Yes your family loves you and that is awesome. They want you close and I understand that but you can't live your life for family. My husband and I did this for many years. I always wanted to leave my home state of MI for something new but my in-laws are a tight bunch. Any talk of moving got them riled up. My family on other hand are a bit more independent and my siblings moved a lot due to the military so moving out of state isn't a major ordeal like how my in-laws view it. When we broke the news to my husband's side, they lost their freaking minds. So we stopped talking about it but kept looking at opportunities out of state. When we found one, we gave them a week notice.

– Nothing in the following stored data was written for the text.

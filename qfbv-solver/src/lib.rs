//! qfbv-solver - Incremental solving facade over `qfbv-core`.
//!
//! The [`Solver`] keeps a monotonic store of asserted constraints, an
//! index from symbols to the constraints mentioning them, and a cached
//! candidate model, and forwards the queries it cannot answer locally to a
//! pluggable [`Backend`]:
//!
//! - [`ExhaustiveBackend`] enumerates small domains through the core
//!   evaluator; it needs no native solver and serves as the reference
//!   oracle.
//! - `Z3Backend` (cargo feature `z3`) drives the Z3 SMT solver.
//!
//! # Examples
//!
//! ```
//! use qfbv_core::ExprBuilder;
//! use qfbv_solver::{CheckResult, ExhaustiveBackend, Solver};
//!
//! let eb = ExprBuilder::new();
//! let mut solver = Solver::new(eb.clone(), ExhaustiveBackend::new(eb.clone()));
//!
//! let a = eb.mk_bvs("a", 8);
//! solver.add(&eb.mk_ule(&a, &eb.mk_bvv(42, 8)).unwrap());
//! solver.add(&eb.mk_uge(&a, &eb.mk_bvv(21, 8)).unwrap());
//!
//! assert_eq!(solver.satisfiable(), CheckResult::Sat);
//! let value = solver.eval(&a).unwrap().as_u64();
//! assert!((21..=42).contains(&value));
//! ```

#![deny(unsafe_code)]
#![warn(missing_docs)]

mod backend;
mod exhaustive;
mod solver;
#[cfg(feature = "z3")]
mod z3_backend;

pub use backend::{Backend, CheckResult};
pub use exhaustive::{ExhaustiveBackend, DEFAULT_MAX_BITS};
pub use solver::{Solver, SolverConfig, SolverError};
#[cfg(feature = "z3")]
pub use z3_backend::Z3Backend;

I dont agree with letting a career suffer to be by family. As I stated we passed on a lot of opportunities because we felt it was best to be by family. Our family got to see our son go through the baby years and so forth. yes it was great our son got to know his family but in our situation we kept him quite sheltered about it. My in-laws are all about material wealth. It defines you. So when I lost my job and worked crap jobs for years and my husband's pay was cut, we became the losers. We got tired of the snide comments about our old car, our small house and how they thought about asking us to go on an outing but it was probably too expensive for us. So do we starve to please family? No.

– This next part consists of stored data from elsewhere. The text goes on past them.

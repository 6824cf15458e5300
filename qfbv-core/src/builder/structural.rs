//! Extract, concat, extension and if-then-else constructors.
//!
//! These carry the slicing algebra: extracts fuse through extracts,
//! concats and extensions; concats flatten, merge adjacent constants and
//! reassemble slices of one source (including materialised sign
//! extensions) back into the source term.

use crate::builder::{ensure_same_width, ExprBuilder};
use crate::bv::{BvConst, BvWidth};
use crate::error::{ExprError, Result};
use crate::expr::{BoolExprPtr, BvChildren, BvExpr, BvExprPtr};

impl ExprBuilder {
    /// Bits `[high:low]` of `e`.
    ///
    /// # Errors
    ///
    /// Returns [`ExprError::OutOfBounds`] unless
    /// `low <= high < e.width()`.
    pub fn mk_extract(&self, e: &BvExprPtr, high: BvWidth, low: BvWidth) -> Result<BvExprPtr> {
        if low > high || high >= e.width() {
            return Err(ExprError::OutOfBounds {
                high,
                low,
                width: e.width(),
            });
        }
        if low == 0 && high == e.width() - 1 {
            return Ok(e.clone());
        }
        if let Some(c) = e.as_const() {
            return Ok(self.mk_bv_const(c.slice(high, low)?));
        }

        match e.expr() {
            // Extract of extract composes.
            BvExpr::Extract {
                child,
                low: inner_low,
                ..
            } => {
                return self.mk_extract(&child.clone(), high + inner_low, low + inner_low);
            }
            // A range inside a single concat operand narrows to it.
            BvExpr::Concat { children } => {
                let mut offset = e.width();
                for c in children {
                    offset -= c.width();
                    if low >= offset && high < offset + c.width() {
                        return self.mk_extract(&c.clone(), high - offset, low - offset);
                    }
                }
            }
            BvExpr::Extend {
                signed: false,
                child,
                ..
            } => {
                let child_width = child.width();
                if high < child_width {
                    return self.mk_extract(&child.clone(), high, low);
                }
                if low >= child_width {
                    return Ok(self.mk_bv_const(BvConst::zero(high - low + 1)));
                }
                let inner = self.mk_extract(&child.clone(), child_width - 1, low)?;
                return Ok(self.mk_zext(&inner, high - child_width + 1));
            }
            BvExpr::Extend {
                signed: true,
                child,
                ..
            } => {
                if high < child.width() {
                    return self.mk_extract(&child.clone(), high, low);
                }
            }
            _ => {}
        }

        Ok(self.intern_bv(BvExpr::Extract {
            child: e.clone(),
            high,
            low,
        }))
    }

    /// Zero extension of `e` by `n` bits. `n == 0` is the identity.
    #[must_use]
    pub fn mk_zext(&self, e: &BvExprPtr, n: BvWidth) -> BvExprPtr {
        if n == 0 {
            return e.clone();
        }
        if let Some(c) = e.as_const() {
            return self.mk_bv_const(c.zext(n));
        }
        if let BvExpr::Extend {
            signed: false,
            n: inner_n,
            child,
        } = e.expr()
        {
            return self.intern_bv(BvExpr::Extend {
                signed: false,
                n: inner_n + n,
                child: child.clone(),
            });
        }
        self.intern_bv(BvExpr::Extend {
            signed: false,
            n,
            child: e.clone(),
        })
    }

    /// Sign extension of `e` by `n` bits. `n == 0` is the identity; sign
    /// extension of a zero extension is a zero extension.
    #[must_use]
    pub fn mk_sext(&self, e: &BvExprPtr, n: BvWidth) -> BvExprPtr {
        if n == 0 {
            return e.clone();
        }
        if let Some(c) = e.as_const() {
            return self.mk_bv_const(c.sext(n));
        }
        if let BvExpr::Extend {
            signed,
            n: inner_n,
            child,
        } = e.expr()
        {
            return self.intern_bv(BvExpr::Extend {
                signed: *signed,
                n: inner_n + n,
                child: child.clone(),
            });
        }
        self.intern_bv(BvExpr::Extend {
            signed: true,
            n,
            child: e.clone(),
        })
    }

    /// Concatenation with `high` as the most significant part.
    #[must_use]
    pub fn mk_concat(&self, high: &BvExprPtr, low: &BvExprPtr) -> BvExprPtr {
        let mut flat: Vec<BvExprPtr> = Vec::new();
        for side in [high, low] {
            match side.expr() {
                BvExpr::Concat { children } => flat.extend(children.iter().cloned()),
                _ => flat.push(side.clone()),
            }
        }

        let mut out: Vec<BvExprPtr> = Vec::new();
        for c in flat {
            let mut cur = c;
            while let Some(last) = out.last() {
                match self.fuse_concat_pair(last, &cur) {
                    Some(fused) => {
                        out.pop();
                        cur = fused;
                    }
                    None => break,
                }
            }
            out.push(cur);
        }

        if out.len() == 1 {
            return out.swap_remove(0);
        }
        let children: BvChildren = out.into_iter().collect();
        self.intern_bv(BvExpr::Concat { children })
    }

    /// Tries to merge two adjacent concat operands into one term.
    fn fuse_concat_pair(&self, left: &BvExprPtr, right: &BvExprPtr) -> Option<BvExprPtr> {
        if let (Some(a), Some(b)) = (left.as_const(), right.as_const()) {
            return Some(self.mk_bv_const(a.concat(b)));
        }

        // Adjacent slices of one source term fuse into the wider slice.
        if let (
            BvExpr::Extract {
                child: src_l,
                high: high_l,
                low: low_l,
            },
            BvExpr::Extract {
                child: src_r,
                high: high_r,
                low: low_r,
            },
        ) = (left.expr(), right.expr())
        {
            if src_l.id() == src_r.id() && *low_l == high_r + 1 {
                let fused = self
                    .mk_extract(&src_l.clone(), *high_l, *low_r)
                    .expect("fused range lies within the source");
                return Some(fused);
            }
        }

        // The materialised form of a sign extension: the high slice of
        // SExt(x, m) on top of x itself.
        if let BvExpr::Extract { child, high, low } = left.expr() {
            if let BvExpr::Extend {
                signed: true,
                child: x,
                ..
            } = child.expr()
            {
                let xw = x.width();
                if *low == xw && x.id() == right.id() {
                    return Some(self.mk_sext(&x.clone(), high - xw + 1));
                }
            }
        }

        None
    }

    /// If-then-else over equal-width branches. A constant guard selects
    /// the branch.
    ///
    /// # Errors
    ///
    /// Returns [`ExprError::WidthMismatch`] if the branch widths differ.
    pub fn mk_ite(
        &self,
        cond: &BoolExprPtr,
        then_expr: &BvExprPtr,
        else_expr: &BvExprPtr,
    ) -> Result<BvExprPtr> {
        ensure_same_width(then_expr, else_expr)?;
        if let Some(b) = cond.as_const() {
            return Ok(if b {
                then_expr.clone()
            } else {
                else_expr.clone()
            });
        }
        Ok(self.intern_bv(BvExpr::Ite {
            cond: cond.clone(),
            then_expr: then_expr.clone(),
            else_expr: else_expr.clone(),
        }))
    }
}

#[cfg(test)]
mod tests {
    use super::*;

    #[test]
    fn extract_full_range_is_identity() {
        let eb = ExprBuilder::new();
        let a = eb.mk_bvs("a", 32);
        assert_eq!(eb.mk_extract(&a, 31, 0).unwrap().id(), a.id());
    }

    #[test]
    fn extract_bounds_are_checked() {
        let eb = ExprBuilder::new();
        let a = eb.mk_bvs("a", 32);
        assert!(matches!(
            eb.mk_extract(&a, 32, 0),
            Err(ExprError::OutOfBounds { high: 32, .. })
        ));
        assert!(eb.mk_extract(&a, 3, 7).is_err());
    }

    #[test]
    fn extract_of_extract_composes() {
        let eb = ExprBuilder::new();
        let a = eb.mk_bvs("a", 32);
        let inner = eb.mk_extract(&a, 23, 8).unwrap();
        let outer = eb.mk_extract(&inner, 11, 4).unwrap();
        assert_eq!(outer.to_string(), "a[19:12]");
    }

    #[test]
    fn extract_of_constant_folds() {
        let eb = ExprBuilder::new();
        let c = eb.mk_bvv(0xdeadbeef, 32);
        let e = eb.mk_extract(&c, 15, 8).unwrap();
        assert_eq!(e.const_value().unwrap().as_u64(), 0xbe);
    }

    #[test]
    fn extract_narrows_into_concat_child() {
        let eb = ExprBuilder::new();
        let a = eb.mk_bvs("a", 8);
        let b = eb.mk_bvs("b", 8);
        let cc = eb.mk_concat(&a, &b);
        assert_eq!(eb.mk_extract(&cc, 15, 8).unwrap().id(), a.id());
        assert_eq!(eb.mk_extract(&cc, 7, 0).unwrap().id(), b.id());
        assert_eq!(eb.mk_extract(&cc, 5, 2).unwrap().to_string(), "b[5:2]");
        // Straddling both halves stays an extract of the concat.
        assert_eq!(
            eb.mk_extract(&cc, 11, 4).unwrap().to_string(),
            "(a .. b)[11:4]"
        );
    }

    #[test]
    fn extract_through_zext() {
        let eb = ExprBuilder::new();
        let a = eb.mk_bvs("a", 8);
        let z = eb.mk_zext(&a, 24);
        // Inside the original value.
        assert_eq!(eb.mk_extract(&z, 5, 2).unwrap().to_string(), "a[5:2]");
        // Entirely in the extension: constant zero.
        assert!(eb.mk_extract(&z, 23, 8).unwrap().is_zero());
        // Straddling: extract then re-extend.
        assert_eq!(
            eb.mk_extract(&z, 11, 4).unwrap().to_string(),
            "ZExt((a[7:4]), 4)"
        );
    }

    #[test]
    fn extract_through_sext() {
        let eb = ExprBuilder::new();
        let a = eb.mk_bvs("a", 8);
        let s = eb.mk_sext(&a, 24);
        assert_eq!(eb.mk_extract(&s, 5, 2).unwrap().to_string(), "a[5:2]");
        assert_eq!(
            eb.mk_extract(&s, 15, 8).unwrap().to_string(),
            "(SExt(a, 24))[15:8]"
        );
    }

    #[test]
    fn extension_chains_fuse() {
        let eb = ExprBuilder::new();
        let a = eb.mk_bvs("a", 8);
        let z = eb.mk_zext(&eb.mk_zext(&a, 8), 8);
        assert_eq!(z.to_string(), "ZExt(a, 16)");
        let s = eb.mk_sext(&eb.mk_sext(&a, 8), 8);
        assert_eq!(s.to_string(), "SExt(a, 16)");
        let sz = eb.mk_sext(&eb.mk_zext(&a, 8), 8);
        assert_eq!(sz.to_string(), "ZExt(a, 16)");
        assert_eq!(eb.mk_zext(&a, 0).id(), a.id());
        assert_eq!(eb.mk_sext(&a, 0).id(), a.id());
    }

    #[test]
    fn extension_of_constant_folds() {
        let eb = ExprBuilder::new();
        let c = eb.mk_bvv(-10, 8);
        let s = eb.mk_sext(&c, 8);
        assert_eq!(s.const_value().unwrap().as_i64(), -10);
        assert_eq!(s.width(), 16);
        let z = eb.mk_zext(&c, 8);
        assert_eq!(z.const_value().unwrap().as_u64(), 0xf6);
    }

    #[test]
    fn concat_of_slices_reassembles_source() {
        let eb = ExprBuilder::new();
        let a = eb.mk_bvs("a", 32);
        let p0 = eb.mk_extract(&a, 7, 0).unwrap();
        let p1 = eb.mk_extract(&a, 15, 8).unwrap();
        let p2 = eb.mk_extract(&a, 23, 16).unwrap();
        let p3 = eb.mk_extract(&a, 31, 24).unwrap();

        let c = eb.mk_concat(&p3, &p2);
        let c = eb.mk_concat(&c, &p1);
        let c = eb.mk_concat(&c, &p0);
        assert_eq!(c.to_string(), "a");
        assert_eq!(c.id(), a.id());
    }

    #[test]
    fn concat_fuses_adjacent_constants() {
        let eb = ExprBuilder::new();
        let c = eb.mk_concat(&eb.mk_bvv(0xaa, 8), &eb.mk_bvv(0xbb, 8));
        assert_eq!(c.const_value().unwrap().as_u64(), 0xaabb);
        assert_eq!(c.width(), 16);
    }

    #[test]
    fn concat_flattens_and_keeps_order() {
        let eb = ExprBuilder::new();
        let a = eb.mk_bvs("a", 8);
        let b = eb.mk_bvs("b", 8);
        let c = eb.mk_bvs("c", 8);
        let e = eb.mk_concat(&eb.mk_concat(&a, &b), &c);
        assert_eq!(e.to_string(), "a .. b .. c");
        assert_eq!(e.width(), 24);
        let e2 = eb.mk_concat(&a, &eb.mk_concat(&b, &c));
        assert_eq!(e.id(), e2.id());
    }

    #[test]
    fn concat_recognises_materialised_sext() {
        let eb = ExprBuilder::new();
        let x = eb.mk_bvs("x", 8);
        let wide = eb.mk_sext(&x, 8);
        let high = eb.mk_extract(&wide, 15, 8).unwrap();
        let e = eb.mk_concat(&high, &x);
        assert_eq!(e.to_string(), "SExt(x, 8)");
        assert_eq!(e.id(), wide.id());
    }

    #[test]
    fn ite_constant_guard_selects_branch() {
        let eb = ExprBuilder::new();
        let a = eb.mk_bvs("a", 8);
        let b = eb.mk_bvs("b", 8);
        let t = eb.mk_bool_val(true);
        let f = eb.mk_bool_val(false);
        assert_eq!(eb.mk_ite(&t, &a, &b).unwrap().id(), a.id());
        assert_eq!(eb.mk_ite(&f, &a, &b).unwrap().id(), b.id());

        let cond = eb.mk_eq(&a, &b).unwrap();
        let ite = eb.mk_ite(&cond, &a, &b).unwrap();
        assert_eq!(ite.to_string(), "ITE(a == b, a, b)");
        assert!(eb.mk_ite(&cond, &a, &eb.mk_bvs("w", 16)).is_err());
    }
}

our son was upset with the move and my husband and i felt terrible about it. But after some time he adjusted and now he is a teenager. I feel bad because we can't really shelter him anymore on how critical the in-laws are. He hears the comments now that previously went over his head. One of my husband's sisters lost her home and now lives in an apartment. She has taken the loser spot. Our son hears the comments now and is very disappointed. He used to say he wanted to move back but now he says he likes it better here.

Anyway, everyone has their own personal thing but my advice is, live the life you want or at least try. Good luck to you!
good for you! I applaud you for not giving up on your search for something in your field ..its been hard for me not to.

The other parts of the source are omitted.